JP2022131715A - Silver ion detection reagent - Google Patents

Abstract

To provide a silver ion detection reagent, a method for detecting silver ions, and a method for quantifying silver ions.SOLUTION: A silver ion detection reagent contains dithizone, a pH adjuster, and an organic solvent. A method for detecting silver ions present inside or on a surface of a detection target includes the steps of: contacting the silver ion detection reagent with the detection target; and determining presence or absence of coloration of the silver ion detection reagent after the contacting step. A method for quantifying silver ions present inside or on a surface of a detection target includes the steps of: contacting the silver ion detection reagent with the detection target to color the silver ion detection reagent; and determining a state of coloration of the silver ion detection reagent after the coloring step.SELECTED DRAWING: None

Description

The present invention relates to a reagent for detecting silver ions, a method for detecting silver ions, and a method for quantifying silver ions.
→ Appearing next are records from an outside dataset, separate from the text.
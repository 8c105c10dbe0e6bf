// ==========================================
// 定制制造扩展 - 领域类型定义
// ==========================================
// 职责: 单据状态、字段类型、数值/勾选值的统一解释
// ==========================================

use serde::{Deserialize, Serialize};
use serde_json::Value;
use std::fmt;

// ==========================================
// 单据状态 (DocStatus)
// ==========================================
// 存储为整数: 0=草稿, 1=已提交, 2=已取消
#[derive(Debug, Clone, Copy, PartialEq, Eq, Hash, Serialize, Deserialize)]
#[serde(rename_all = "SCREAMING_SNAKE_CASE")]
pub enum DocStatus {
    Draft,
    Submitted,
    Cancelled,
}

impl DocStatus {
    pub fn as_i64(&self) -> i64 {
        match self {
            DocStatus::Draft => 0,
            DocStatus::Submitted => 1,
            DocStatus::Cancelled => 2,
        }
    }

    /// 从数据库整数解析（未知值按草稿处理）
    pub fn from_i64(value: i64) -> Self {
        match value {
            1 => DocStatus::Submitted,
            2 => DocStatus::Cancelled,
            _ => DocStatus::Draft,
        }
    }
}

impl Default for DocStatus {
    fn default() -> Self {
        DocStatus::Draft
    }
}

impl fmt::Display for DocStatus {
    fn fmt(&self, f: &mut fmt::Formatter<'_>) -> fmt::Result {
        match self {
            DocStatus::Draft => write!(f, "DRAFT"),
            DocStatus::Submitted => write!(f, "SUBMITTED"),
            DocStatus::Cancelled => write!(f, "CANCELLED"),
        }
    }
}

// ==========================================
// 字段类型 (Field Type)
// ==========================================
// 对齐: custom_field.fieldtype 的文本取值
#[derive(Debug, Clone, PartialEq, Eq, Hash, Serialize, Deserialize)]
pub enum FieldType {
    Float,
    Currency,
    Int,
    Percent,
    Data,
    Link,
    Other(String),
}

impl FieldType {
    pub fn from_str(value: &str) -> Self {
        match value.trim() {
            "Float" => FieldType::Float,
            "Currency" => FieldType::Currency,
            "Int" => FieldType::Int,
            "Percent" => FieldType::Percent,
            "Data" => FieldType::Data,
            "Link" => FieldType::Link,
            other => FieldType::Other(other.to_string()),
        }
    }

    pub fn as_str(&self) -> &str {
        match self {
            FieldType::Float => "Float",
            FieldType::Currency => "Currency",
            FieldType::Int => "Int",
            FieldType::Percent => "Percent",
            FieldType::Data => "Data",
            FieldType::Link => "Link",
            FieldType::Other(s) => s.as_str(),
        }
    }
}

impl fmt::Display for FieldType {
    fn fmt(&self, f: &mut fmt::Formatter<'_>) -> fmt::Result {
        write!(f, "{}", self.as_str())
    }
}

// ==========================================
// 数值与勾选值解释
// ==========================================

/// 宽松数值转换
///
/// 缺失 / 空串 / 非数值 一律视为 0
pub fn flt(value: &Value) -> f64 {
    match value {
        Value::Number(n) => n.as_f64().unwrap_or(0.0),
        Value::String(s) => s.trim().parse::<f64>().ok().filter(|v| v.is_finite()).unwrap_or(0.0),
        Value::Bool(b) => {
            if *b {
                1.0
            } else {
                0.0
            }
        }
        _ => 0.0,
    }
}

/// 是否为空值（null 或空串）
pub fn is_blank(value: &Value) -> bool {
    match value {
        Value::Null => true,
        Value::String(s) => s.is_empty(),
        _ => false,
    }
}

/// 勾选框取值判定
///
/// 真值: true、数值 1、字符串 "1"/"yes"/"true"（忽略首尾空白与大小写）
pub fn is_checked(value: &Value) -> bool {
    match value {
        Value::Bool(b) => *b,
        Value::Number(n) => n.as_f64() == Some(1.0),
        Value::String(s) => matches!(s.trim().to_lowercase().as_str(), "1" | "yes" | "true"),
        _ => false,
    }
}

/// 按小数位数四舍五入
pub fn round_to(value: f64, precision: u32) -> f64 {
    let factor = 10f64.powi(precision as i32);
    (value * factor).round() / factor
}

#[cfg(test)]
mod tests {
    use super::*;
    use serde_json::json;

    #[test]
    fn test_is_checked_truthy_forms() {
        assert!(is_checked(&json!(true)));
        assert!(is_checked(&json!(1)));
        assert!(is_checked(&json!(1.0)));
        assert!(is_checked(&json!("1")));
        assert!(is_checked(&json!("Yes")));
        assert!(is_checked(&json!(" yes ")));
        assert!(is_checked(&json!("TRUE")));
        assert!(is_checked(&json!("tRuE")));
    }

    #[test]
    fn test_is_checked_falsy_forms() {
        assert!(!is_checked(&json!(false)));
        assert!(!is_checked(&json!(0)));
        assert!(!is_checked(&json!(2)));
        assert!(!is_checked(&json!("0")));
        assert!(!is_checked(&json!("no")));
        assert!(!is_checked(&json!("")));
        assert!(!is_checked(&Value::Null));
        assert!(!is_checked(&json!(["yes"])));
    }

    #[test]
    fn test_flt() {
        assert_eq!(flt(&json!(2.5)), 2.5);
        assert_eq!(flt(&json!("4")), 4.0);
        assert_eq!(flt(&json!("")), 0.0);
        assert_eq!(flt(&json!("abc")), 0.0);
        assert_eq!(flt(&Value::Null), 0.0);
    }

    #[test]
    fn test_docstatus_roundtrip_values() {
        assert_eq!(DocStatus::from_i64(0), DocStatus::Draft);
        assert_eq!(DocStatus::from_i64(1), DocStatus::Submitted);
        assert_eq!(DocStatus::from_i64(2), DocStatus::Cancelled);
        assert_eq!(DocStatus::Submitted.as_i64(), 1);
    }

    #[test]
    fn test_round_to() {
        assert_eq!(round_to(1.23456, 2), 1.23);
        assert_eq!(round_to(2.5, 0), 3.0);
    }
}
Since silver ions have antibacterial and bactericidal effects, they are used in various daily necessities.
As a method for detecting or quantifying silver ions, a method using a color reaction between dithizone and silver ions is known (Patent Documents 1 and 2 and Non-Patent Documents 1 and 2).

JP 2003-277956 A JP-A-6-186222

Shigeo Hara, "Colorimetric Determination of Silver by Dithizone", Analytical Chemistry, Japan Society for Analytical Chemistry, 1958, Vol. 7, No. 3, p. 142-147 Masao Kawabata, et al., "Absorbance Determination of Trace Silver Using Dithizone", Analytical Chemistry, Japan Society for Analytical Chemistry, 1962, Vol. 11, No. 10, p. 1017-1020

However, the methods disclosed in Patent Literature 1, Non-Patent Literature 1, and Non-Patent Literature 2 require a spectrophotometer to detect silver ions. In addition, there is a problem that silver ions cannot be easily detected or quantified by non-experts.
In addition, the detection method disclosed in Patent Document 2 requires that the silver-collected waste liquid be passed through a dithizone-carrying part made of a porous substance, etc. There is a problem that it is difficult to apply to an installed object such as

Accordingly, an object of the present invention is to provide a reagent that can easily detect silver ions.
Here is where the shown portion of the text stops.